Figure 4 shows the ROC curve and AUC of DeepCNN3 for each class. Figure 5 shows each class’s ROC curve and AUC for the ViT model. The ROC curve is a graphical representation of a model’s performance across various threshold values for classification. It plots the true positive rate (TPR) against the false positive rate (FPR) as the threshold changes. The AUC is a single scalar value that quantifies the model’s overall performance. It represents the area under the ROC curve. We can see that the ROC curve for the ViT model shows the strong ability of the model to distinguish between positive and negative classes at different thresholds. ViT recorded the highest AUC for each class compared to DeepCNN3. For ViT, the AUC of eight classes was 1.00, and the AUC of two classes was 0.99, while the AUC of six classes was 100, the AUC of three classes was 0.99, and that of one class was 0.98.

4.3. The Results of Fashion Product Dataset

This section compares the proposed stake model with other models. The results of models applied to the fashion product dataset are shown in Table 3. As shown, ViT scored the highest results (accuracy = 98.76, precision = 98.50, recall = 98.76, F1-score = 98.50), whereas Mobilenet achieved the lowest results (accuracy = 75.55, precision = 75.82, recall = 75.69, F1-score = 75.55).

We can see that the proposed CNN models recorded the highest performance compared to pre-trained models. Deep-CNN3 achieved the highest performance (accuracy = 97.09, precision = 97.95, recall = 97.09, F1-score = 97.01) compared to DeepCNN1 and DeepCNN2. The ViT model improved the performance by 1% to 2% compared to CNN models.

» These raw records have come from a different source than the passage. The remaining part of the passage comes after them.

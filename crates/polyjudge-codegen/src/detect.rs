//! Entry-point detection shared by every language.

use std::sync::LazyLock;

use regex::Regex;

/// Names that are never the callable under test
const NOT_ENTRY_POINTS: &[&str] = &[
    // common helpers
    "main", "min", "max", "abs", "swap", "gcd", "lcm", "helper", "dfs", "bfs",
    // node types and the solution wrapper
    "ListNode", "TreeNode", "GraphNode", "Node", "Solution", "constructor",
    // injected helpers
    "build_linked_list", "build_tree", "build_graph",
    "serialize_linked_list", "serialize_tree", "serialize_graph",
    "buildLinkedList", "buildTree", "buildGraph",
    "serializeLinkedList", "serializeTree", "serializeGraph",
    // keywords that look like calls
    "if", "for", "while", "switch", "catch", "return", "sizeof", "function",
    "else", "new", "do", "try", "synchronized", "typeof", "delete",
];

/// Method or function definition in a typed C-family language:
/// a type token, a name, a flat parameter list, then the opening brace.
pub(crate) static TYPED_DEFINITION: LazyLock<Regex> = LazyLock::new(|| {
    Regex::new(
        r"(?:[\w>\]]\s+|[\*&]\s*)(?P<name>[A-Za-z_]\w*)\s*\([^()]*\)\s*(?:const\s*)?(?:noexcept\s*)?(?:override\s*)?(?:throws\s+[\w\s,.]+?)?\{",
    )
    .expect("invalid definition regex")
});

pub(crate) fn is_candidate(name: &str) -> bool {
    !name.starts_with("__") && !NOT_ENTRY_POINTS.contains(&name)
}

/// Every `name` capture across the patterns, in source order
pub(crate) fn names_in_order(patterns: &[&Regex], text: &str) -> Vec<String> {
    let mut found: Vec<(usize, String)> = patterns
        .iter()
        .flat_map(|re| re.captures_iter(text))
        .filter_map(|caps| caps.name("name"))
        .map(|m| (m.start(), m.as_str().to_string()))
        .collect();
    found.sort_by_key(|(start, _)| *start);

    let mut names: Vec<String> = Vec::new();
    for (_, name) in found {
        if !names.contains(&name) {
            names.push(name);
        }
    }
    names
}

/// Case and underscores folded away, so `two_sum` matches `twoSum`
fn folded(name: &str) -> String {
    name.chars()
        .filter(|c| *c != '_')
        .map(|c| c.to_ascii_lowercase())
        .collect()
}

/// The fallback if it is declared, else the first plausible candidate
pub(crate) fn pick_entry_point(candidates: Vec<String>, fallback: &str) -> String {
    let candidates: Vec<String> = candidates.into_iter().filter(|n| is_candidate(n)).collect();
    let wanted = folded(fallback);

    let chosen = candidates
        .iter()
        .find(|name| name.as_str() == fallback)
        .or_else(|| candidates.iter().find(|name| folded(name) == wanted))
        .or_else(|| candidates.first());

    match chosen {
        Some(name) => name.clone(),
        None => {
            tracing::debug!(fallback, "no entry point candidates, using fallback");
            fallback.to_string()
        }
    }
}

Figure 6 shows the ROC curve and AUC of DeepCNN3 for each class. Figure 7 shows each class’s ROC curve and the AUC of the ViT model. The ROC curve is a graphical representation of a model’s performance across various threshold values for classification. It plots the true positive rate (TPR) against the false positive rate (FPR) as the threshold changes. The AUC is a single scalar value that quantifies the model’s overall performance. It represents the area under the ROC curve. We can see that the ROC curve for the ViT model shows the strong ability of the model to distinguish between positive and negative classes at different thresholds. ViT recorded the highest AUC for each class compared to DeepCNN3. For ViT, the AUC of five classes was 1.00, and the AUC of one class was 0.87.

4.4. The Best Models for Two Datasets

Figure 8 shows the best models for the Fashion-MNIST dataset. The highest results were recorded by ViT (accuracy = 95.25, precision = 95.20, recall = 95.25, F1-score = 95.20). The worst average rate was recorded by VGG16 (accuracy = 89.29, precision = 89.21, recall = 89.29, F1-score = 89.19).

Figure 9 shows the best models for the fashion product dataset. The highest results were recorded by ViT (accuracy = 98.76, precision = 98.50, recall = 98.76, F1-score = 98.50). The lowest were recorded by VGG16 (accuracy = 84.8, precision = 85.30, recall = 90.40, F1-score = 80.90).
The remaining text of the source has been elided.